As we have seen, pensions are both inherently personal and political. Pensions and other social policies are heavily implicated in shaping the way older people experience their personal lives, and the way in which these personal lives have become constructed as ‘other’. Providing a means by which older lives could be ‘divided up’ and divided out of the domain of paid employment, and reconstituted through the arena of public and private welfare, this process is also informed by differences and inequalities of class, (dis)ability, ethnicity, gender and sexuality. Pension reforms implemented by the Conservatives and New Labour in the latter part of the twentieth century and early part of the twenty-first, place the onus of responsibility on individuals to build a financially secure older age. They are therefore consistent with other welfare reforms that emphasised notions of responsibilisation implemented over the same period. Bearing the continuing legacy of the nineteenth-century Poor Law, the extent to which such policy prescriptions can be reconciled with the uncertainties and inequalities that shape the lived reality of employment and retirement is however questionable.

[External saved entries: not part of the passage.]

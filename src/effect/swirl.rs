//! Swirl effect
//!
//! Spreads the hue circle across the strip and rotates it, so the rainbow
//! appears to travel along the pixels.

use crate::color::{BrightnessRange, HUE_MAX, Hsb, Rgb, hsb_to_rgb};
use crate::state::AnimationState;

#[allow(clippy::cast_possible_truncation)]
pub(super) fn render(state: &mut AnimationState, range: BrightnessRange, pixels: &mut [Rgb]) {
    if pixels.is_empty() {
        return;
    }

    let count = pixels.len() as u16;
    for (i, pixel) in pixels.iter_mut().enumerate() {
        let hsb = Hsb {
            h: (HUE_MAX / count * (i as u16) + state.phase_step) % HUE_MAX,
            ..state.color
        };
        *pixel = hsb_to_rgb(range.scale_min_max(hsb));
    }

    state.phase_step = (state.phase_step + u16::from(state.speed) * 2) % HUE_MAX;
}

The apparent ‘freeing’ of individuals from the putative fetters of the welfare state has further been articulated through wider, sociological readings of the position of older people in society. These have some resonance with the demands older people make for themselves through pensioner movements and arguments mobilised through the concept of the ‘third age’. So, for example, Giddens has asserted:
Pensioner – the very term sounds incapacitating and in fact designates a dependent person. Welfare systems here define old age, not as a status worthy of respect, but as a disqualification from full membership of society. Ageing is treated as ‘external’, as something that happens to one, not as a phenomenon actively constructed and negotiated … The majority of people over 65 want to do some form of paid work … There simply isn't enough money to go around to continue to finance universal pension schemes … Older people can and should … be regarded as part of the wealth creating sectors of society.

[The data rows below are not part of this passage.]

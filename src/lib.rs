#![no_std]

#[macro_use]
mod log;

pub mod channel;
pub mod color;
pub mod command;
pub mod compositor;
pub mod effect;
pub mod engine;
pub mod error;
pub mod power;
pub mod scheduler;
pub mod settings;
pub mod state;
pub mod status;

pub use channel::{Channel, QueueEmpty, QueueFull, Receiver, Sender};
pub use color::{BRT_MAX, BrightnessRange, HUE_MAX, Hsb, Rgb, SAT_MAX, hsb_to_rgb};
pub use command::{Command, CommandChannel, CommandReceiver, CommandSender};
pub use compositor::FrameCompositor;
pub use effect::{EFFECT_COUNT, EffectId};
pub use engine::{EngineConfig, LightingEngine};
pub use error::{CommandError, ConfigError, RailError, StoreError, TransportError};
pub use power::PowerRail;
pub use scheduler::{TICK_PERIOD, TickResult, TickScheduler};
pub use settings::{DEFAULT_SAVE_DEBOUNCE, SAVED_STATE_LEN, SETTINGS_KEY, SettingsStore};
pub use state::{AnimationState, SPEED_MAX, SPEED_MIN};
pub use status::{
    ActiveTransport, FULL_WEIGHT, IndicatorMap, LOCK_CAPS, LOCK_NUM, LOCK_SCROLL, ProfileStatus,
    RemoteBattery, StatusOverlay, StatusSource, TICK_MS, WiredState, blend_weight,
};

pub use embassy_time::{Duration, Instant};

/// Abstract LED strip transport
///
/// Implement this trait to support different hardware platforms.
/// The lighting engine is generic over this trait.
pub trait Transport {
    /// Push a composed frame to the physical strip.
    ///
    /// A failed write is logged by the engine and the frame is dropped;
    /// the next tick retries naturally with a fresh frame.
    fn write_frame(&mut self, colors: &[Rgb]) -> Result<(), TransportError>;

    /// Whether the transport is attached and able to accept frames.
    fn is_ready(&self) -> bool {
        true
    }
}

(Giddens, 1994, pp. 170–84)
There are some clear similarities between the reading of older age developed by Giddens and that offered by older people within ‘third age’ and pensioner movements. Both foreground notions of agency to suggest that older age is not an imposed event. Nor is it, they suggest, something that simply happens. Instead both readings conceptualise older age as an experience and identity older people actively shape for themselves. In making this case, deterministic and reductionist explanations of older age – whether based around the dynamics of capitalism or biology – are effectively challenged. Nonetheless, there are a number of important tensions between the two, and these coalesce around the issue of work. Giddens' prescription for a secure personal life and full citizenship in older age turns on privileging a continuity of paid employment and a residual welfare state, as a way out of older age dependency and poverty. In contrast, voices within the pensioner movement emphasise expanding the choices available to older people: choices which, they argue, should include the option to make the transition into retirement and out of the compulsions of paid employment without fear of living their lives in poverty. Further, as the uncertainty and politicisation of pension provision escalates, younger people are adding to these calls, as they anticipate their own older age. In making this case, they are challenging the legacy of the nineteenth-century Poor Law, the work–welfare relation it enshrines, and the shadow of poverty it continues to cast over the personal lives of many older people.